The lawyer, appearing for the victim’s family, had told the apex court that trial in the case be shifted out of Uttar Pradesh to a court in the national capital after completion of investigation.

A 19-year-old Dalit woman was allegedly raped by four upper-caste men in Hathras on September 14. She died on September 29 at Delhi’s Safdarjung Hospital during treatment.

The victim was cremated in the dead of the night near her home on September 30. Her family alleged they were forced by the local police to hurriedly conduct her last rites. Local police officers, however, said the cremation was carried out “as per the wishes of the family”

During the hearing in the apex court, activist-lawyer Indira Jaising had also raised apprehension of not having a fair trial in the case in Uttar Pradesh.

Solicitor General Tushar Mehta had referred to the affidavit filed in the apex court by the Uttar Pradesh government which gave details about the security and protection provided to the victim’s family and witnesses in the case.

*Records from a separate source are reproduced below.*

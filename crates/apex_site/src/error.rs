//! Error types for the site crate.

use std::path::PathBuf;

use thiserror::Error;

/// Errors raised while loading content or mounting the page.
#[derive(Error, Debug)]
pub enum SiteError {
    /// Config file could not be read.
    #[error("failed to read {path}: {source}")]
    Io {
        /// File that failed.
        path: PathBuf,
        /// Underlying error.
        #[source]
        source: std::io::Error,
    },

    /// Config text is not valid TOML for [`SiteConfig`](crate::config::SiteConfig).
    #[error("invalid site config: {0}")]
    Parse(#[from] toml::de::Error),

    /// A content literal is malformed.
    #[error("invalid content at {field}: {reason}")]
    InvalidContent {
        /// Dotted path of the offending field.
        field: String,
        /// What is wrong with it.
        reason: String,
    },

    /// An in-page link points at a section the page does not have.
    #[error("unknown anchor: {0}")]
    UnknownAnchor(String),
}

impl SiteError {
    /// Shorthand for [`SiteError::InvalidContent`].
    pub(crate) fn invalid(field: impl Into<String>, reason: impl Into<String>) -> Self {
        Self::InvalidContent {
            field: field.into(),
            reason: reason.into(),
        }
    }
}

/// Result type for site operations.
pub type SiteResult<T> = Result<T, SiteError>;
//! Icon glyphs packed in the UI atlas.

use std::fmt;
use std::str::FromStr;

use serde::{Deserialize, Serialize};
use thiserror::Error;

/// A stroke icon from the atlas.
#[derive(Debug, Clone, Copy, PartialEq, Eq, Hash, Serialize, Deserialize)]
#[serde(rename_all = "kebab-case")]
pub enum Glyph {
    /// GitHub mark.
    Github,
    /// LinkedIn mark.
    Linkedin,
    /// Twitter bird.
    Twitter,
    /// Box with outgoing arrow.
    ExternalLink,
    /// Angle brackets.
    Code2,
    /// Chip.
    Cpu,
    /// Globe.
    Globe,
    /// Lightning bolt.
    Zap,
    /// Right chevron.
    ChevronRight,
    /// Hamburger menu.
    Menu,
    /// Close cross.
    X,
    /// Diagonal up-right arrow.
    ArrowUpRight,
}

impl Glyph {
    /// Every glyph, in atlas order.
    pub const ALL: [Self; 12] = [
        Self::Github,
        Self::Linkedin,
        Self::Twitter,
        Self::ExternalLink,
        Self::Code2,
        Self::Cpu,
        Self::Globe,
        Self::Zap,
        Self::ChevronRight,
        Self::Menu,
        Self::X,
        Self::ArrowUpRight,
    ];

    /// Atlas slot of this glyph.
    #[must_use]
    pub const fn atlas_id(self) -> u32 {
        self as u32
    }

    /// Kebab-case name, as used in config files.
    #[must_use]
    pub const fn name(self) -> &'static str {
        match self {
            Self::Github => "github",
            Self::Linkedin => "linkedin",
            Self::Twitter => "twitter",
            Self::ExternalLink => "external-link",
            Self::Code2 => "code2",
            Self::Cpu => "cpu",
            Self::Globe => "globe",
            Self::Zap => "zap",
            Self::ChevronRight => "chevron-right",
            Self::Menu => "menu",
            Self::X => "x",
            Self::ArrowUpRight => "arrow-up-right",
        }
    }
}

impl fmt::Display for Glyph {
    fn fmt(&self, f: &mut fmt::Formatter<'_>) -> fmt::Result {
        f.write_str(self.name())
    }
}

/// Returned when a glyph name is not in the atlas.
#[derive(Error, Debug, Clone, PartialEq, Eq)]
#[error("unknown glyph: {0}")]
pub struct UnknownGlyph(pub String);

impl FromStr for Glyph {
    type Err = UnknownGlyph;

    fn from_str(s: &str) -> Result<Self, Self::Err> {
        Self::ALL
            .into_iter()
            .find(|glyph| glyph.name() == s)
            .ok_or_else(|| UnknownGlyph(s.to_owned()))
    }
}

#[cfg(test)]
mod tests {
    use super::*;

    #[test]
    fn test_names_parse_back() {
        for glyph in Glyph::ALL {
            assert_eq!(glyph.name().parse::<Glyph>(), Ok(glyph));
        }
        assert!("sparkles".parse::<Glyph>().is_err());
    }

    #[test]
    fn test_atlas_ids_are_unique() {
        let mut ids: Vec<u32> = Glyph::ALL.iter().map(|g| g.atlas_id()).collect();
        ids.dedup();
        assert_eq!(ids.len(), Glyph::ALL.len());
    }
}
//! Benchmark for the page's per-frame cost.
//!
//! TARGET: update + render of the whole page under 1ms, leaving the rest
//! of a 16.6ms frame to the host
//!
//! Run with: cargo bench --package apex_site --bench page_benchmark

use apex_site::{Page, PageEvent, SiteConfig};
use apex_ui::{FrameLoop, Viewport};
use criterion::{black_box, criterion_group, criterion_main, Criterion};

const FRAME_MS: f64 = 1000.0 / 60.0;

fn mount(viewport: Viewport) -> (Page, FrameLoop) {
    let frames = FrameLoop::new();
    let config = SiteConfig::embedded().expect("embedded config parses");
    let page = Page::mount(config, viewport, &frames).expect("embedded config mounts");
    (page, frames)
}

fn bench_idle_frame(c: &mut Criterion) {
    let mut group = c.benchmark_group("idle");

    group.bench_function("frame_and_render_desktop", |b| {
        let (mut page, _frames) = mount(Viewport::DESKTOP);
        let mut now = 0.0;
        b.iter(|| {
            now += FRAME_MS;
            page.frame(black_box(now));
            black_box(page.render().len())
        });
    });

    group.bench_function("frame_and_render_phone", |b| {
        let (mut page, _frames) = mount(Viewport::PHONE);
        let mut now = 0.0;
        b.iter(|| {
            now += FRAME_MS;
            page.frame(black_box(now));
            black_box(page.render().len())
        });
    });

    group.finish();
}

fn bench_scrolling_frame(c: &mut Criterion) {
    c.bench_function("wheel_frame_and_render", |b| {
        let (mut page, _frames) = mount(Viewport::DESKTOP);
        let limit = page.scroll_limit();
        let mut now = 0.0;
        let mut direction = 1.0;
        b.iter(|| {
            if page.scroll_y() >= limit - 1.0 {
                direction = -1.0;
            } else if page.scroll_y() <= 1.0 {
                direction = 1.0;
            }
            page.handle_event(PageEvent::Wheel {
                delta_y: 120.0 * direction,
            });
            page.handle_event(PageEvent::PointerMove {
                x: 700.0,
                y: black_box(450.0),
            });
            now += FRAME_MS;
            page.frame(now);
            black_box(page.render().len())
        });
    });
}

fn bench_mount(c: &mut Criterion) {
    c.bench_function("mount_desktop", |b| {
        let frames = FrameLoop::new();
        b.iter(|| {
            let config = SiteConfig::embedded().expect("embedded config parses");
            let page = Page::mount(config, Viewport::DESKTOP, &frames).expect("mounts");
            black_box(page.document_height())
        });
    });
}

criterion_group!(
    benches,
    bench_idle_frame,
    bench_scrolling_frame,
    bench_mount
);
criterion_main!(benches);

The state government, which has already transferred the case to the CBI and has given consent to monitoring by the apex court, had filed the affidavit after the top court sought details on witness protection and on whether the victim’s family has chosen a lawyer.

Referring to the compliance affidavit, Mehta said that victim’s family has informed that they have engaged lawyer and they have also requested that government advocate should also pursue the case on their behalf.